Overview
With AWS HealthOmics, you pay only for what you use. You are charged based on the amount of data you store and the compute instances you use for processing your workflow. With AWS HealthOmics, you can store sequence and reference data objects or variant and annotation data. You can also run bioinformatics workflows to analyze and transform genomic, transcriptomic, and other omics data. AWS HealthOmics is optimized for the storage and computation of omics data and works with other AWS services such as Amazon SageMaker, Amazon Simple Storage Service (S3), and Amazon Athena.
Free Tier
As part of the AWS Free Tier, you can get started with AWS HealthOmics for free. Your Free Tier starts from the first month when you create your first AWS HealthOmics resource. The details of the AWS HealthOmics Free Tier are in the table below.
Free Tier usage per month for the first 2 months |
|
AWS HealthOmics storage | 1500 gigabase-months in active storage class and 1500 gigabase-months in archive storage class |
AWS HealthOmics workflows | 275 omics.m.xlarge instance hours or equivalent compute instances and 49,000 GB-hours of run storage |
AWS HealthOmics analytics | 200 gigabyte-months |
AWS customers receive 100GB of data transfer out to the internet free each month, aggregated across all AWS Services and Regions (except China and GovCloud).
AWS HealthOmics storage pricing
When you store genomic sequences in AWS HealthOmics storage, you pay for storage per gigabase per month. A gigabase is one billion bases from your imported sequence files (such as FASTQ, BAM, and CRAM). AWS HealthOmics storage stores the bases, quality scores, alignments, and other metadata from your source files. You pay per gigabase stored, so you don’t need to worry about optimal file formats or compression techniques. AWS HealthOmics takes care of all of that for you.
Sequence objects are called read sets and are logically equivalent to a FASTQ, BAM, or CRAM file. AWS HealthOmics storage offers you an active storage class and an archive storage class for your read sets. Read sets in the archive class cost less per month to store than read sets in the active class. Read sets in the active class can be accessed in milliseconds, while read sets in the archive tier need to be activated before they can be accessed. After read sets have not been accessed for 30 days, they automatically move to the lower-cost archive storage class until they are reactivated.
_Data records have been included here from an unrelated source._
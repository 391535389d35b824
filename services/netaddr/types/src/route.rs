//! Typed `address/prefix` routes.

use netaddr_literal::{
    cidr, parse_all, route, Cursor, Ethernet, Family, Literal, ParseFailure, V4, V6,
};
use std::cmp::Ordering;
use std::fmt;
use std::str::FromStr;

use crate::address::Address;
use crate::hosts::Hosts;
use crate::prefix::PrefixLength;

/// A network: an address with host bits cleared and its prefix length.
///
/// Routes order more specific (longer prefix) first, then by address, which
/// is the order a longest-prefix match wants to scan them in.
#[derive(Clone, Copy, PartialEq, Eq, Hash, Default)]
pub struct Route<F: Family> {
    address: Address<F>,
    prefix: PrefixLength<F>,
}

/// IPv4 route
pub type Ipv4Route = Route<V4>;
/// IPv6 route
pub type Ipv6Route = Route<V6>;
/// Ethernet prefix (e.g. an OUI block)
pub type EthernetRoute = Route<Ethernet>;

impl<F: Family> Route<F> {
    /// Create a route, clearing the host bits of `address`
    pub fn new(address: Address<F>, prefix: PrefixLength<F>) -> Self {
        Self {
            address: address.network(prefix),
            prefix,
        }
    }

    /// Network address
    pub fn address(&self) -> Address<F> {
        self.address
    }

    /// Prefix length
    pub fn prefix_length(&self) -> PrefixLength<F> {
        self.prefix
    }

    /// Highest address in the network
    pub fn broadcast(&self) -> Address<F> {
        self.address.broadcast(self.prefix)
    }

    /// Whether `address` lies inside this network
    pub fn contains(&self, address: &Address<F>) -> bool {
        cidr::same_network(address.as_bytes(), self.address.as_bytes(), self.prefix.get())
    }

    /// Host addresses, network and broadcast excluded
    pub fn hosts(&self) -> Hosts<F> {
        Hosts::new(self.address, self.broadcast())
    }

    /// Parse a route at the cursor, leaving it untouched on failure
    pub fn parse_from(cursor: &mut Cursor<'_>) -> Result<Self, ParseFailure> {
        let (octets, len) = route::<F>(cursor)?;
        Ok(Self::new(Address::new(octets), PrefixLength::from_parsed(len)))
    }
}

impl<F: Family> Ord for Route<F> {
    fn cmp(&self, other: &Self) -> Ordering {
        other
            .prefix
            .cmp(&self.prefix)
            .then_with(|| self.address.cmp(&other.address))
    }
}

impl<F: Family> PartialOrd for Route<F> {
    fn partial_cmp(&self, other: &Self) -> Option<Ordering> {
        Some(self.cmp(other))
    }
}

impl<F: Family> fmt::Display for Route<F> {
    fn fmt(&self, f: &mut fmt::Formatter<'_>) -> fmt::Result {
        write!(f, "{}/{}", self.address, self.prefix)
    }
}

impl<F: Family> fmt::Debug for Route<F> {
    fn fmt(&self, f: &mut fmt::Formatter<'_>) -> fmt::Result {
        write!(f, "Route({})", self)
    }
}

impl<F: Family> FromStr for Route<F> {
    type Err = ParseFailure;

    fn from_str(s: &str) -> Result<Self, Self::Err> {
        parse_all(s, Literal::Route, Self::parse_from)
    }
}

serde_via_text!(Route<F: Family>);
There is no import fee for read sets. AWS HealthOmics storage data is charged for a minimum storage duration of 30 days, and data deleted before 30 days incurs a prorated charge equal to the storage charge for the remaining days. AWS HealthOmics storage is designed for long-lived but infrequently accessed data that is retained for years.
There are two ways of accessing AWS HealthOmics storage data: Through read, write, and update through HealthOmics APIs and reading through S3 APIs. For access through HealthOmics APIs, you pay for GET requests made to your read-set objects. All other HealthOmics request types on read sets are free. For access through S3 APIs, COPY and LIST requests are billed separately from all other request types.
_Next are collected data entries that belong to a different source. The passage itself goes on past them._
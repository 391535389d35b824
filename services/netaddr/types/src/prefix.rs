//! Typed prefix lengths.

use netaddr_literal::{parse_all, prefix_length, Cursor, Family, Literal, ParseFailure};
use std::fmt;
use std::marker::PhantomData;
use std::str::FromStr;

use crate::error::AddrError;

/// Prefix length in `0..=F::MAX_PREFIX_LENGTH`
#[derive(Clone, Copy, PartialEq, Eq, PartialOrd, Ord, Hash, Default)]
pub struct PrefixLength<F: Family> {
    len: u8,
    family: PhantomData<F>,
}

impl<F: Family> PrefixLength<F> {
    /// Host route length, the full address width
    pub const MAX: Self = Self {
        len: F::MAX_PREFIX_LENGTH,
        family: PhantomData,
    };

    /// Create a prefix length, rejecting values wider than the address
    pub fn new(len: u8) -> Result<Self, AddrError> {
        if len > F::MAX_PREFIX_LENGTH {
            return Err(AddrError::PrefixLength {
                len,
                max: F::MAX_PREFIX_LENGTH,
                family: F::LITERAL,
            });
        }
        Ok(Self {
            len,
            family: PhantomData,
        })
    }

    /// Number of network bits
    pub fn get(&self) -> u8 {
        self.len
    }

    /// Number of host bits
    pub fn host_bits(&self) -> u8 {
        F::MAX_PREFIX_LENGTH - self.len
    }

    /// Wrap a length the literal parser already bounded by the family width
    pub(crate) fn from_parsed(len: u8) -> Self {
        debug_assert!(len <= F::MAX_PREFIX_LENGTH);
        Self {
            len,
            family: PhantomData,
        }
    }

    /// Parse a prefix length at the cursor
    pub fn parse_from(cursor: &mut Cursor<'_>) -> Result<Self, ParseFailure> {
        prefix_length::<F>(cursor).map(Self::from_parsed)
    }
}

impl<F: Family> fmt::Display for PrefixLength<F> {
    fn fmt(&self, f: &mut fmt::Formatter<'_>) -> fmt::Result {
        write!(f, "{}", self.len)
    }
}

impl<F: Family> fmt::Debug for PrefixLength<F> {
    fn fmt(&self, f: &mut fmt::Formatter<'_>) -> fmt::Result {
        write!(f, "PrefixLength({})", self.len)
    }
}

impl<F: Family> FromStr for PrefixLength<F> {
    type Err = ParseFailure;

    fn from_str(s: &str) -> Result<Self, Self::Err> {
        parse_all(s, Literal::PrefixLength, Self::parse_from)
    }
}

serde_via_text!(PrefixLength<F: Family>);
AWS HealthOmics analytics pricing
AWS HealthOmics analytics helps you prepare your genomic variant data and genomic annotations for use with the broad suite of AWS analytics and machine learning services such as Amazon Athena and Amazon SageMaker. You can store any amount of genomic variant data, and you only pay for what you store. Data size is defined as the size of transformed data. However, when you query and analyze the data in other services, you pay for the use of those services.
AWS HealthOmics analytics data is charged for a minimum storage duration of 30 days, and data deleted before 30 days incurs a prorated charge equal to the storage charge for the remaining days.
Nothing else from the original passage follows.